CORRESP 1 filename1.htm

 

February 1, 2006

 

VIA EDGAR AND OVERNIGHT MAIL

 

Ms. Cecilia D. Blye

Chief, Office of Global Security Risk

Division of Corporation Finance

Securities and Exchange Commission

450 Fifth Street, N.W.

Washington, D.C. 20549

 

Re:

 

Aon Corporation

 

 

Form 10-K for the Fiscal Year Ended December 31, 2004

 

 

Filed June 2, 2005

 

 

File No. 001-07933

 

Dear Ms.

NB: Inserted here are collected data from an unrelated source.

use std::path::Path;

use serde::{Deserialize, Serialize};

use crate::constants::{
    BASE_RANDOM_CHANCE, DEFAULT_TICK_LIMIT, DOT_SPEED, LOOKAHEAD_DEPTH, LOOKAHEAD_RADIUS,
    MAX_DOTS, MAX_LOOKAHEAD_DEPTH, MAX_LOOKAHEAD_RADIUS, MIN_MOTION, PANIC_DISTANCE, PLAYER_DISTANCE_WEIGHT,
    SPACING_WEIGHT, SPAWN_MAX_ATTEMPTS, SPAWN_MIN_DISTANCE_CELLS, STUCK_PATIENCE_FRAMES,
    STUCK_RANDOM_CHANCE,
};
use crate::error::ConfigError;
use crate::types::ScoringVariant;

/// Knobs for dot spawning and per-frame move selection.
///
/// Missing fields in a JSON config fall back to [`DotTuning::default`].
#[derive(Clone, Debug, PartialEq, Serialize, Deserialize)]
#[serde(default, rename_all = "camelCase")]
pub struct DotTuning {
    pub max_dots: usize,
    pub speed: f32,
    pub min_motion: f32,
    pub patience_frames: u32,
    pub base_random_chance: f32,
    pub stuck_random_chance: f32,
    pub panic_distance: f32,
    pub lookahead_depth: u32,
    pub lookahead_radius: f32,
    pub player_distance_weight: f32,
    pub spacing_weight: f32,
    pub scoring: ScoringVariant,
    pub anti_oscillation: bool,
    pub spawn_min_distance_cells: f32,
    pub spawn_max_attempts: u32,
}

impl Default for DotTuning {
    fn default() -> Self {
        Self {
            max_dots: MAX_DOTS,
            speed: DOT_SPEED,
            min_motion: MIN_MOTION,
            patience_frames: STUCK_PATIENCE_FRAMES,
            base_random_chance: BASE_RANDOM_CHANCE,
            stuck_random_chance: STUCK_RANDOM_CHANCE,
            panic_distance: PANIC_DISTANCE,
            lookahead_depth: LOOKAHEAD_DEPTH,
            lookahead_radius: LOOKAHEAD_RADIUS,
            player_distance_weight: PLAYER_DISTANCE_WEIGHT,
            spacing_weight: SPACING_WEIGHT,
            scoring: ScoringVariant::OpenSpace,
            anti_oscillation: true,
            spawn_min_distance_cells: SPAWN_MIN_DISTANCE_CELLS,
            spawn_max_attempts: SPAWN_MAX_ATTEMPTS,
        }
    }
}

impl DotTuning {
    pub fn from_json_str(raw: &str) -> Result<Self, ConfigError> {
        let tuning: DotTuning = serde_json::from_str(raw)?;
        tuning.validate()?;
        Ok(tuning)
    }

    pub fn load(path: &Path) -> Result<Self, ConfigError> {
        let raw = std::fs::read_to_string(path)?;
        Self::from_json_str(&raw)
    }

    pub fn validate(&self) -> Result<(), ConfigError> {
        if self.max_dots == 0 {
            return Err(invalid("maxDots", "must be at least 1"));
        }
        if !(self.speed.is_finite() && self.speed > 0.0) {
            return Err(invalid("speed", format!("must be positive, got {}", self.speed)));
        }
        if !(0.0..=MAX_LOOKAHEAD_RADIUS).contains(&self.lookahead_radius) {
            return Err(invalid(
                "lookaheadRadius",
                format!(
                    "must be within 0..={MAX_LOOKAHEAD_RADIUS}, got {}",
                    self.lookahead_radius
                ),
            ));
        }
        if self.lookahead_depth > MAX_LOOKAHEAD_DEPTH {
            return Err(invalid(
                "lookaheadDepth",
                format!(
                    "{} exceeds the limit of {MAX_LOOKAHEAD_DEPTH}",
                    self.lookahead_depth
                ),
            ));
        }
        for (field, chance) in [
            ("baseRandomChance", self.base_random_chance),
            ("stuckRandomChance", self.stuck_random_chance),
        ] {
            if !(0.0..=1.0).contains(&chance) {
                return Err(invalid(field, format!("{chance} is not a probability")));
            }
        }
        if self.spawn_max_attempts == 0 {
            return Err(invalid("spawnMaxAttempts", "must be at least 1"));
        }
        if self.spawn_min_distance_cells < 0.0 {
            return Err(invalid("spawnMinDistanceCells", "must be non-negative"));
        }
        Ok(())
    }
}

fn invalid(field: &'static str, reason: impl Into<String>) -> ConfigError {
    ConfigError::Invalid {
        field,
        reason: reason.into(),
    }
}

#[derive(Clone, Debug)]
pub struct GameEngineOptions {
    pub tick_limit: u64,
    pub tuning: DotTuning,
}

impl Default for GameEngineOptions {
    fn default() -> Self {
        Self {
            tick_limit: DEFAULT_TICK_LIMIT,
            tuning: DotTuning::default(),
        }
    }
}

Blye:

 

I write in response to your letter dated December 6, 2005.  In your letter, you requested that we provide a summary of our Compliance Department’s report concerning Aon Corporation’s non-U.S. subsidiaries’ operations in Iran.  A copy of the summary is attached.

 

After careful consideration of the issues raised in this report, Aon’s Policy Committee has decided to suspend indefinitely any and all Aon business activities relating to Iran, effective April 1, 2006.  As of that date, neither Aon nor any of its subsidiaries will be permitted to maintain an office or other physical presence in Iran or enter into any agreements to provide services for government or business entities domiciled there.

 

If you have any questions with regard to these responses, need further supplemental information, or would like to discuss any of the matters covered by this letter, please do not hesitate to contact me.

 

 

Very truly yours

 

 

 

/s/ D. Cameron Findlay

 

 

D. Cameron Findlay

 

Attachment

 



 

Report to Aon Corporation Senior Management on

Non-U.S. Subsidiaries’ Business in Iran

December 2005

Executive Summary

 

Based on the limited press coverage, it appears the Company’s non-U.S. subsidiaries’ operations in Iran have had little, if any, impact on Aon’s reputation in the U.S. or on its share price, which is at this time approaching its 52-week high.  Nearly all of the press attention relating to the Company’s operations in Iran has occurred in the tabloid press and has related to the efforts by the NYC Comptroller concerning this issue.  While business currently produced by the Company’s subsidiaries out of Iran is relatively insignificant, those operating in the region indicate that there is potential for growth.  A decision to end operations in Iran would not likely be viewed favorably outside the U.S. and could also have a negative impact on Aon’s business prospects throughout the Middle East region.  The Company’s U.S.-based competitors conduct business in Iran, have showed no signs of leaving, and would be the likely beneficiaries of a decision to terminate these operations.

 

However, a decision to continue operations in Iran would be received very unfavorably by governmental and other entities in the United States.  In particular, such a decision would almost certainly cause the NYC Comptroller to focus even greater attention on the Company.  Additionally, the S.E.C., which has sent the Company three inquiries on this issue in the last few months alone, will likely continue its effort, and legislative activity is clearly on the rise.  In short, there is every indication that this issue will receive greater attention in the future from the press, from regulators, and from legislative bodies.  In fact, it is likely that a decision to continue operations in Iran after the specific inquiries of the NYC Comptroller and the S.E.C. would lead to significantly more press coverage and potential adverse impact on Aon’s reputation in the U.S., particularly in light of the current attention on Iran’s nuclear program and the inflammatory statements of the Iranian President.

 

In summary, the decision whether to discontinue the Company’s non-U.S. subsidiaries’ activities relating to Iran requires the Company to weigh, on the one hand, the facts that the revenues and earnings there are by themselves small and that these operations will likely cause future reputational harm to the Company and, on the other hand, the facts that to date the Company has suffered little or no reputational harm from its subsidiaries’ operations in Iran, and that a decision to discontinue such operations would be viewed very negatively by other countries in the Middle East and by the Company’s colleagues outside the U.S. and would cede to the Company’s principal competitors potentially lucrative future business in the region.